- [EXERCISE DETAILS]: The expected output is a copy of every line in the records with the string "limit".

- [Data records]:
════════════════

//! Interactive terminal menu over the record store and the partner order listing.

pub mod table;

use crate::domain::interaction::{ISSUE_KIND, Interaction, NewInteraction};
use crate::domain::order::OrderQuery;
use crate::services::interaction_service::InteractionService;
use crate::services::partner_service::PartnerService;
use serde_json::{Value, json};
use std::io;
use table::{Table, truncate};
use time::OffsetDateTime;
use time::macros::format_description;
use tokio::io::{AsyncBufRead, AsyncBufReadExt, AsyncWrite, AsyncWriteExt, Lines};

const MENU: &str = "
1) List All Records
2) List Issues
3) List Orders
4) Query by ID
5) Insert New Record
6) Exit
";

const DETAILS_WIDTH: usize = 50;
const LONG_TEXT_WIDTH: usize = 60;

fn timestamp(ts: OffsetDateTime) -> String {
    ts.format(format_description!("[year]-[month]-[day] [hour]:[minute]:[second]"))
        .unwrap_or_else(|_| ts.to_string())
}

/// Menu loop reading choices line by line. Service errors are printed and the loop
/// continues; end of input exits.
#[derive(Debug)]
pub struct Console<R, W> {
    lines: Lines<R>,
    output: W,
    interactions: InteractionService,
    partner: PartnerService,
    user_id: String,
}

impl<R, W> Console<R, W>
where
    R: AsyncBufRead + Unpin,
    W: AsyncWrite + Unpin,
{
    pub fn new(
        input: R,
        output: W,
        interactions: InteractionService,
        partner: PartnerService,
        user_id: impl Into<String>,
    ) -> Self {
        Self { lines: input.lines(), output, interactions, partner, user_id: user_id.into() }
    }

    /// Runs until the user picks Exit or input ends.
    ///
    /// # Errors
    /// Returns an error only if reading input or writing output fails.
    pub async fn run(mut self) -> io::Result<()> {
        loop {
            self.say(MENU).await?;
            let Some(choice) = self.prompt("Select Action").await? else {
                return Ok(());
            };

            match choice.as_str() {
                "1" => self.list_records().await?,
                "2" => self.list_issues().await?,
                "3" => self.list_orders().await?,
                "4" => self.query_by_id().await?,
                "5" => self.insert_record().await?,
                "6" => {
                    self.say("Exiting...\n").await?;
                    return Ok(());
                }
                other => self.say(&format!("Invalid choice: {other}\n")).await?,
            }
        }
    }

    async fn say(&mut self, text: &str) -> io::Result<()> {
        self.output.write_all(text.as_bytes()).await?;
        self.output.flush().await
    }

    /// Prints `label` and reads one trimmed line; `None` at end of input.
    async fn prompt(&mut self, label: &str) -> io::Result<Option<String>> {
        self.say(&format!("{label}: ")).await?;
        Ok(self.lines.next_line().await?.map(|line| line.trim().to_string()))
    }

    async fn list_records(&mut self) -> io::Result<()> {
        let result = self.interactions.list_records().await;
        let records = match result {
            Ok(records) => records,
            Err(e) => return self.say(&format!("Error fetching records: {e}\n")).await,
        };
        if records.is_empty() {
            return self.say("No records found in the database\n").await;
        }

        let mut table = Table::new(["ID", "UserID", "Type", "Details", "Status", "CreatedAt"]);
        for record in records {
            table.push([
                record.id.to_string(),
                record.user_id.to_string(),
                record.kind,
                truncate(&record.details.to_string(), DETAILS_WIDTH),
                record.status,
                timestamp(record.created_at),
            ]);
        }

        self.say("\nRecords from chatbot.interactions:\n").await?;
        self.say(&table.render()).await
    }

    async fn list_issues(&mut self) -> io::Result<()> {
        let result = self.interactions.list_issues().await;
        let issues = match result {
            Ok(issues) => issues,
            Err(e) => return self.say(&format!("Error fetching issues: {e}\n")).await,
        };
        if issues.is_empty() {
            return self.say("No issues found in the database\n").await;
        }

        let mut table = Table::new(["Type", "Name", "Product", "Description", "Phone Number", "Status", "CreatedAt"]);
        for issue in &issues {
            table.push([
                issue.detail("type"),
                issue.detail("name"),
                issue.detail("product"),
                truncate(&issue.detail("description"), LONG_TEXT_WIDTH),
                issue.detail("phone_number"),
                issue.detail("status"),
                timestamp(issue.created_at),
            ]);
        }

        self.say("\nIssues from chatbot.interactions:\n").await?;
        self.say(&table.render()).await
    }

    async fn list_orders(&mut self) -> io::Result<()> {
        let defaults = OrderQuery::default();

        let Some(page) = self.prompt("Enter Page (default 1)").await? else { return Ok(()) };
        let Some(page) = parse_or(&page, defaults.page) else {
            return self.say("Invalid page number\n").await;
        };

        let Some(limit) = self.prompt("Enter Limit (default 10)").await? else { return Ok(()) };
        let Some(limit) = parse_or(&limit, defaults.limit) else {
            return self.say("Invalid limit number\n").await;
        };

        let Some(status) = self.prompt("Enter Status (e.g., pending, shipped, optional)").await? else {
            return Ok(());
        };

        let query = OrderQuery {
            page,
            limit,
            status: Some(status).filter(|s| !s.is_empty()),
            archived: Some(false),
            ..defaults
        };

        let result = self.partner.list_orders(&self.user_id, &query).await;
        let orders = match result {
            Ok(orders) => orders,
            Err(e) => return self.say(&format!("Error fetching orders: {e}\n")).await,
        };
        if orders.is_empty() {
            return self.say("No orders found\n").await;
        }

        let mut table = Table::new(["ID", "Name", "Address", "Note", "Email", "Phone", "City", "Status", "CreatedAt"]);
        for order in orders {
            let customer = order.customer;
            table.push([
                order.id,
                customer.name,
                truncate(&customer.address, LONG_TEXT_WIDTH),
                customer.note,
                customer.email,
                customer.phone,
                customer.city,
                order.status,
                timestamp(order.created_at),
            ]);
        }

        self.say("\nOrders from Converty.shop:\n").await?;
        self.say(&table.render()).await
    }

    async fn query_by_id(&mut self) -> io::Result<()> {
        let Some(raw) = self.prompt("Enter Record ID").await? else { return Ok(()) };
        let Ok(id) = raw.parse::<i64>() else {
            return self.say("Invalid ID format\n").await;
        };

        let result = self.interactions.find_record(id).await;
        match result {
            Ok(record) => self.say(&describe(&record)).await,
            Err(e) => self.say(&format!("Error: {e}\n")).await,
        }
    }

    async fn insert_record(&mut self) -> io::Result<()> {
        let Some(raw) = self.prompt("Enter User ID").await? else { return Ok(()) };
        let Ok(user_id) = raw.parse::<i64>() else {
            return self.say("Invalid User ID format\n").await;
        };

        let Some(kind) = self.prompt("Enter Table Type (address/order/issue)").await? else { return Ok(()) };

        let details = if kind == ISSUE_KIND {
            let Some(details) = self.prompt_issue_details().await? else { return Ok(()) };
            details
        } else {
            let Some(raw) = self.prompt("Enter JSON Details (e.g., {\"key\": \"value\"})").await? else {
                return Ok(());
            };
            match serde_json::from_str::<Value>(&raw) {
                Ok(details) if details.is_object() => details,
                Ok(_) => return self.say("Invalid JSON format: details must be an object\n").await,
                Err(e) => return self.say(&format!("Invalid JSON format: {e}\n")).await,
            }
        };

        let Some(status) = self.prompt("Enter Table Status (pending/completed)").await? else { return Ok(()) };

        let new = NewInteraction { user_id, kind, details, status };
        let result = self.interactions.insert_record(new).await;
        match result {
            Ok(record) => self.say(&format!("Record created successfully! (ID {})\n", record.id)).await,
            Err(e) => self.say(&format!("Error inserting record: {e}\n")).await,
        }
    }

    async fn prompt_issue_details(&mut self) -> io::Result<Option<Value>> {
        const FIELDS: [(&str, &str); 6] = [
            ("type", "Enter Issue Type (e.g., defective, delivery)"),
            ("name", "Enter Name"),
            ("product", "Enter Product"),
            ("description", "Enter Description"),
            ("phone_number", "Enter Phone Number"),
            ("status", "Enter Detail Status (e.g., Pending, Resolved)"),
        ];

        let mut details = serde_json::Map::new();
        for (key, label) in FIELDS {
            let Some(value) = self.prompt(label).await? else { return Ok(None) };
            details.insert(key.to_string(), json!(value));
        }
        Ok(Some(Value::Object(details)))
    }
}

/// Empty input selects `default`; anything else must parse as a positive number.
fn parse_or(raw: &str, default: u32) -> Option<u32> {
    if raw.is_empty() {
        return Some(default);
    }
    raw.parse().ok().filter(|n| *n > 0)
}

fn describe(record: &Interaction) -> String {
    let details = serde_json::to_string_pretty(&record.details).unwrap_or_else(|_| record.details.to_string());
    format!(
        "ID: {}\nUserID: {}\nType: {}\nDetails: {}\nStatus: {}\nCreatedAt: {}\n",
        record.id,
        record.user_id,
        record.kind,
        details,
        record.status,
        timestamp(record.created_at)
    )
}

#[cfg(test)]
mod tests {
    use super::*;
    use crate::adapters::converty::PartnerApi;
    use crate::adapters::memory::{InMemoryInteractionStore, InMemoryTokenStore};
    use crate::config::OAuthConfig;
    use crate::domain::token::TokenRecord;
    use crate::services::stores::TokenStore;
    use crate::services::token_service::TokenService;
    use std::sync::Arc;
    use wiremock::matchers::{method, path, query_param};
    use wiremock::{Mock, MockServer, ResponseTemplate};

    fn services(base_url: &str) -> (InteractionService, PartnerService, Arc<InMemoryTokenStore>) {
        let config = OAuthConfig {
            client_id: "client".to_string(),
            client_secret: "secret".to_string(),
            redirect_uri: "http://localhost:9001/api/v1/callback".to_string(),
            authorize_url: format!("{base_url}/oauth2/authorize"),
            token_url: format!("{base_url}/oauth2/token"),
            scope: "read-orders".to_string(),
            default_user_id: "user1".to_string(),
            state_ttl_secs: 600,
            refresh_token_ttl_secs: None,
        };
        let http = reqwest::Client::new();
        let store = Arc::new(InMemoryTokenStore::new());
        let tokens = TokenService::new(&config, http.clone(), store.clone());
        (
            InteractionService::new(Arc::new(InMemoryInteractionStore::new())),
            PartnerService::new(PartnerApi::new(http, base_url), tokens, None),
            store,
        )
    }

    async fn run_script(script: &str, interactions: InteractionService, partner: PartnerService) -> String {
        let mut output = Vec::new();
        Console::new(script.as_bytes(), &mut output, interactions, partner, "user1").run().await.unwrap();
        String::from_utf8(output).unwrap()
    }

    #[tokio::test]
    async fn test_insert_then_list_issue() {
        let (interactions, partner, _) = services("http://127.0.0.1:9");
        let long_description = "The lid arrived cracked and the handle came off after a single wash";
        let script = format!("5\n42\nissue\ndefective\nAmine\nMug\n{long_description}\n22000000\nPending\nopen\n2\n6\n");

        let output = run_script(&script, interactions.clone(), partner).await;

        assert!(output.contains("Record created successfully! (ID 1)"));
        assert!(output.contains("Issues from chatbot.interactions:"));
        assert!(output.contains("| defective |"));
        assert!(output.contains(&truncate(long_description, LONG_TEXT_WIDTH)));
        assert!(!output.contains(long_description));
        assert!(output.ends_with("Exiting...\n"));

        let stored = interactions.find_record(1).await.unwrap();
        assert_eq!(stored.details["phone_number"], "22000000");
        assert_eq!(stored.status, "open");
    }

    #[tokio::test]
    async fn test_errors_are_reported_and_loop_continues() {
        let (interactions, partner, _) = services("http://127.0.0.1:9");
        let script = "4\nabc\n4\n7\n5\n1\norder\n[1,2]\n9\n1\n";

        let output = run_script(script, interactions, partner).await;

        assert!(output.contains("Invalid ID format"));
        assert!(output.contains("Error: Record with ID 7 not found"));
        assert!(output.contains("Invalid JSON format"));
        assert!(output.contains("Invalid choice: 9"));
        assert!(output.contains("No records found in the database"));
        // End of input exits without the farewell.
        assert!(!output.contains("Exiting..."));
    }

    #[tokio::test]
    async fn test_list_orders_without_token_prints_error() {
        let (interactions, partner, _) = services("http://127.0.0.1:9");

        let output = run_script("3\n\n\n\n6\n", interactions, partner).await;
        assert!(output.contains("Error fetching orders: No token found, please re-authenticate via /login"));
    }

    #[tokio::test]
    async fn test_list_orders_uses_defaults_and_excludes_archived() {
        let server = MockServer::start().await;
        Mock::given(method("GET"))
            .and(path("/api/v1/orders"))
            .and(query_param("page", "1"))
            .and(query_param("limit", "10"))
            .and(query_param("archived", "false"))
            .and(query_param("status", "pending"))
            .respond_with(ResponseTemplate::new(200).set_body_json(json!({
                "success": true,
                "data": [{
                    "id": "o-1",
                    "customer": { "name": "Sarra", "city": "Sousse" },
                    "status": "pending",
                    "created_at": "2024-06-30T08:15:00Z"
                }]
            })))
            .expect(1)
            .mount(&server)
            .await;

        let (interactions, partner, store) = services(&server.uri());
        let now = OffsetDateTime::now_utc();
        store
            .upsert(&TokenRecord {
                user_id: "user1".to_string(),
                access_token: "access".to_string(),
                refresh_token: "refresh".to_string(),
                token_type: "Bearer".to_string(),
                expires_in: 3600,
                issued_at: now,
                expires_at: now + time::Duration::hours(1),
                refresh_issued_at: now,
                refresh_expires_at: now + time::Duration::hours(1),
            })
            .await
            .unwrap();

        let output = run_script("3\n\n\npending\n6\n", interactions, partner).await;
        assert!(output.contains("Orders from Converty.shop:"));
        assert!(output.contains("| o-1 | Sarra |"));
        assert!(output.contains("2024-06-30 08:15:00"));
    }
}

════════════════

- [REPLY]:
        let Some(limit) = self.prompt("Enter Limit (default 10)").await? else { return Ok(()) };
        let Some(limit) = parse_or(&limit, defaults.limit) else {
            return self.say("Invalid limit number\n").await;
            limit,
            .and(query_param("limit", "10"))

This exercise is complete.